Couple excerpts from the caret handbook might help:
Model-independent metrics
For classification, ROC curve analysis is conducted on each predictor. For two class problems, a series of cutoffs is applied to the predictor data to predict the class. The sensitivity and specificity are computed for each cutoff and the ROC curve is computed. The trapezoidal rule is used to compute the area under the ROC curve. This area is used as the measure of variable importance. For multi-class outcomes, the problem is decomposed into all pair-wise problems and the area under the curve is calculated for each class pair (i.e. class 1 vs. class 2, class 2 vs. class 3 etc.). For a specific class, the maximum area under the curve across the relevant pair-wise AUC’s is used as the variable importance measure.

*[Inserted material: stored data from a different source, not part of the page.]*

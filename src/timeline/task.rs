use crate::{foundation::error::RecalcResult, scene::model::Scene};

/// Boxed cooperative task.
pub type BoxTask = Box<dyn Task>;

/// Outcome of advancing a task by a time slice.
#[derive(Clone, Copy, Debug, PartialEq)]
pub enum Progress {
    /// The task consumed the whole slice and wants more time.
    Pending,
    /// The task completed; `leftover` seconds of the slice were not used.
    Done {
        /// Unused part of the slice, handed to whatever runs next.
        leftover: f64,
    },
}

impl Progress {
    /// `true` for [`Progress::Done`].
    pub fn is_done(self) -> bool {
        matches!(self, Self::Done { .. })
    }
}

/// Mutable state a task may touch while advancing.
pub struct TaskCtx<'a> {
    /// The scene being animated.
    pub scene: &'a mut Scene,
    spawned: &'a mut Vec<(BoxTask, f64)>,
}

impl<'a> TaskCtx<'a> {
    pub(crate) fn new(scene: &'a mut Scene, spawned: &'a mut Vec<(BoxTask, f64)>) -> Self {
        Self { scene, spawned }
    }

    /// Start `task` alongside the caller; it first runs with `slice` seconds this frame.
    pub fn spawn(&mut self, task: BoxTask, slice: f64) {
        self.spawned.push((task, slice));
    }
}

/// A cooperative animation step function.
///
/// `advance` is called once per frame with the frame's time slice (zero on the first frame).
/// Instant tasks return `Done` with the whole slice as leftover, so a sequence of instant steps
/// all happen within one frame.
pub trait Task {
    /// Advance by `dt` seconds.
    fn advance(&mut self, ctx: &mut TaskCtx<'_>, dt: f64) -> RecalcResult<Progress>;
}

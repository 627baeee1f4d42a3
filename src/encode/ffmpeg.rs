use std::{
    io::{Read, Write},
    path::PathBuf,
    process::{Child, ChildStdin, Command, Stdio},
    thread::JoinHandle,
};

use crate::{
    encode::sink::{FrameSink, SinkConfig, check_frame, check_order, ensure_parent_dir},
    foundation::{
        core::FrameIndex,
        error::{RecalcError, RecalcResult},
        math::flatten_premul_over_bg,
    },
    render::frame::FrameRGBA,
};

/// Options for [`FfmpegSink`].
#[derive(Clone, Debug)]
pub struct FfmpegSinkOpts {
    /// Output MP4 path.
    pub out_path: PathBuf,
    /// Replace an existing file.
    pub overwrite: bool,
    /// Opaque color that translucent pixels are flattened over.
    pub bg_rgba: [u8; 4],
}

impl FfmpegSinkOpts {
    /// Overwriting MP4 output at `out_path` over black.
    pub fn new(out_path: impl Into<PathBuf>) -> Self {
        Self {
            out_path: out_path.into(),
            overwrite: true,
            bg_rgba: [0, 0, 0, 255],
        }
    }
}

/// H.264 MP4 writer that pipes raw RGBA frames into the system `ffmpeg`.
pub struct FfmpegSink {
    opts: FfmpegSinkOpts,
    child: Option<Child>,
    stdin: Option<ChildStdin>,
    stderr_drain: Option<JoinHandle<std::io::Result<Vec<u8>>>>,
    scratch: Vec<u8>,
    cfg: Option<SinkConfig>,
    last_idx: Option<FrameIndex>,
}

impl FfmpegSink {
    /// Sink writing to `opts.out_path`; nothing is spawned until `begin`.
    pub fn new(opts: FfmpegSinkOpts) -> Self {
        Self {
            opts,
            child: None,
            stdin: None,
            stderr_drain: None,
            scratch: Vec::new(),
            cfg: None,
            last_idx: None,
        }
    }

    fn command(&self, cfg: &SinkConfig) -> Command {
        let mut cmd = Command::new("ffmpeg");
        cmd.stdin(Stdio::piped())
            .stdout(Stdio::null())
            .stderr(Stdio::piped())
            .arg(if self.opts.overwrite { "-y" } else { "-n" })
            .args([
                "-loglevel",
                "error",
                "-f",
                "rawvideo",
                "-pix_fmt",
                "rgba",
                "-s",
                &format!("{}x{}", cfg.width, cfg.height),
                "-r",
                &format!("{}/{}", cfg.fps.num, cfg.fps.den),
                "-i",
                "pipe:0",
                "-an",
                "-c:v",
                "libx264",
                "-pix_fmt",
                "yuv420p",
                "-movflags",
                "+faststart",
            ])
            .arg(&self.opts.out_path);
        cmd
    }
}

impl FrameSink for FfmpegSink {
    fn begin(&mut self, cfg: SinkConfig) -> RecalcResult<()> {
        if cfg.width == 0 || cfg.height == 0 {
            return Err(RecalcError::validation(
                "ffmpeg sink width/height must be non-zero",
            ));
        }
        if !cfg.width.is_multiple_of(2) || !cfg.height.is_multiple_of(2) {
            return Err(RecalcError::validation(
                "ffmpeg sink width/height must be even (required for yuv420p mp4 output)",
            ));
        }
        ensure_parent_dir(&self.opts.out_path)?;
        if !self.opts.overwrite && self.opts.out_path.exists() {
            return Err(RecalcError::validation(format!(
                "output file '{}' already exists",
                self.opts.out_path.display()
            )));
        }
        if !is_ffmpeg_on_path() {
            return Err(RecalcError::evaluation(
                "ffmpeg is required for MP4 encoding, but was not found on PATH",
            ));
        }

        let mut child = self.command(&cfg).spawn().map_err(|e| {
            RecalcError::evaluation(format!("failed to spawn ffmpeg: {e}"))
        })?;
        let stdin = child
            .stdin
            .take()
            .ok_or_else(|| RecalcError::evaluation("failed to open ffmpeg stdin"))?;
        let mut stderr = child
            .stderr
            .take()
            .ok_or_else(|| RecalcError::evaluation("failed to open ffmpeg stderr"))?;
        let stderr_drain = std::thread::spawn(move || {
            let mut bytes = Vec::new();
            stderr.read_to_end(&mut bytes)?;
            Ok(bytes)
        });

        tracing::debug!(out = %self.opts.out_path.display(), width = cfg.width, height = cfg.height, "ffmpeg started");
        self.scratch = vec![0u8; (cfg.width as usize) * (cfg.height as usize) * 4];
        self.child = Some(child);
        self.stdin = Some(stdin);
        self.stderr_drain = Some(stderr_drain);
        self.cfg = Some(cfg);
        self.last_idx = None;
        Ok(())
    }

    fn push_frame(&mut self, idx: FrameIndex, frame: &FrameRGBA) -> RecalcResult<()> {
        let cfg = self
            .cfg
            .as_ref()
            .ok_or_else(|| RecalcError::evaluation("ffmpeg sink not started"))?;
        check_order(self.last_idx, idx)?;
        check_frame(cfg, frame)?;
        self.last_idx = Some(idx);

        flatten_premul_over_bg(&mut self.scratch, &frame.data, self.opts.bg_rgba);
        let stdin = self
            .stdin
            .as_mut()
            .ok_or_else(|| RecalcError::evaluation("ffmpeg sink is already finalized"))?;
        stdin.write_all(&self.scratch).map_err(|e| {
            RecalcError::evaluation(format!("failed to write frame to ffmpeg stdin: {e}"))
        })
    }

    fn end(&mut self) -> RecalcResult<()> {
        drop(self.stdin.take());
        let mut child = self
            .child
            .take()
            .ok_or_else(|| RecalcError::evaluation("ffmpeg sink not started"))?;
        let status = child
            .wait()
            .map_err(|e| RecalcError::evaluation(format!("failed to wait for ffmpeg: {e}")))?;
        let stderr_bytes = match self.stderr_drain.take() {
            Some(handle) => handle
                .join()
                .map_err(|_| RecalcError::evaluation("ffmpeg stderr drain thread panicked"))?
                .map_err(|e| RecalcError::evaluation(format!("ffmpeg stderr read failed: {e}")))?,
            None => Vec::new(),
        };
        self.cfg = None;

        if !status.success() {
            let stderr = String::from_utf8_lossy(&stderr_bytes);
            return Err(RecalcError::evaluation(format!(
                "ffmpeg exited with status {status}: {}",
                stderr.trim()
            )));
        }
        Ok(())
    }
}

/// `true` when `ffmpeg -version` runs successfully.
pub fn is_ffmpeg_on_path() -> bool {
    Command::new("ffmpeg")
        .arg("-version")
        .stdout(Stdio::null())
        .stderr(Stdio::null())
        .status()
        .map(|s| s.success())
        .unwrap_or(false)
}

#[cfg(test)]
#[path = "../../tests/unit/encode/ffmpeg.rs"]
mod tests;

From Measures for Class Probabilities
For data with two classes, there are specialized functions for measuring model performance. First, the twoClassSummary function computes the area under the ROC curve and the specificity and sensitivity under the 50% cutoff. Note that:
- this function uses the first class level to define the “event” of interest. To change this, use the
lev option to the function
- there must be columns in the data for each of the class probabilities (named the same as the outcome’s class levels)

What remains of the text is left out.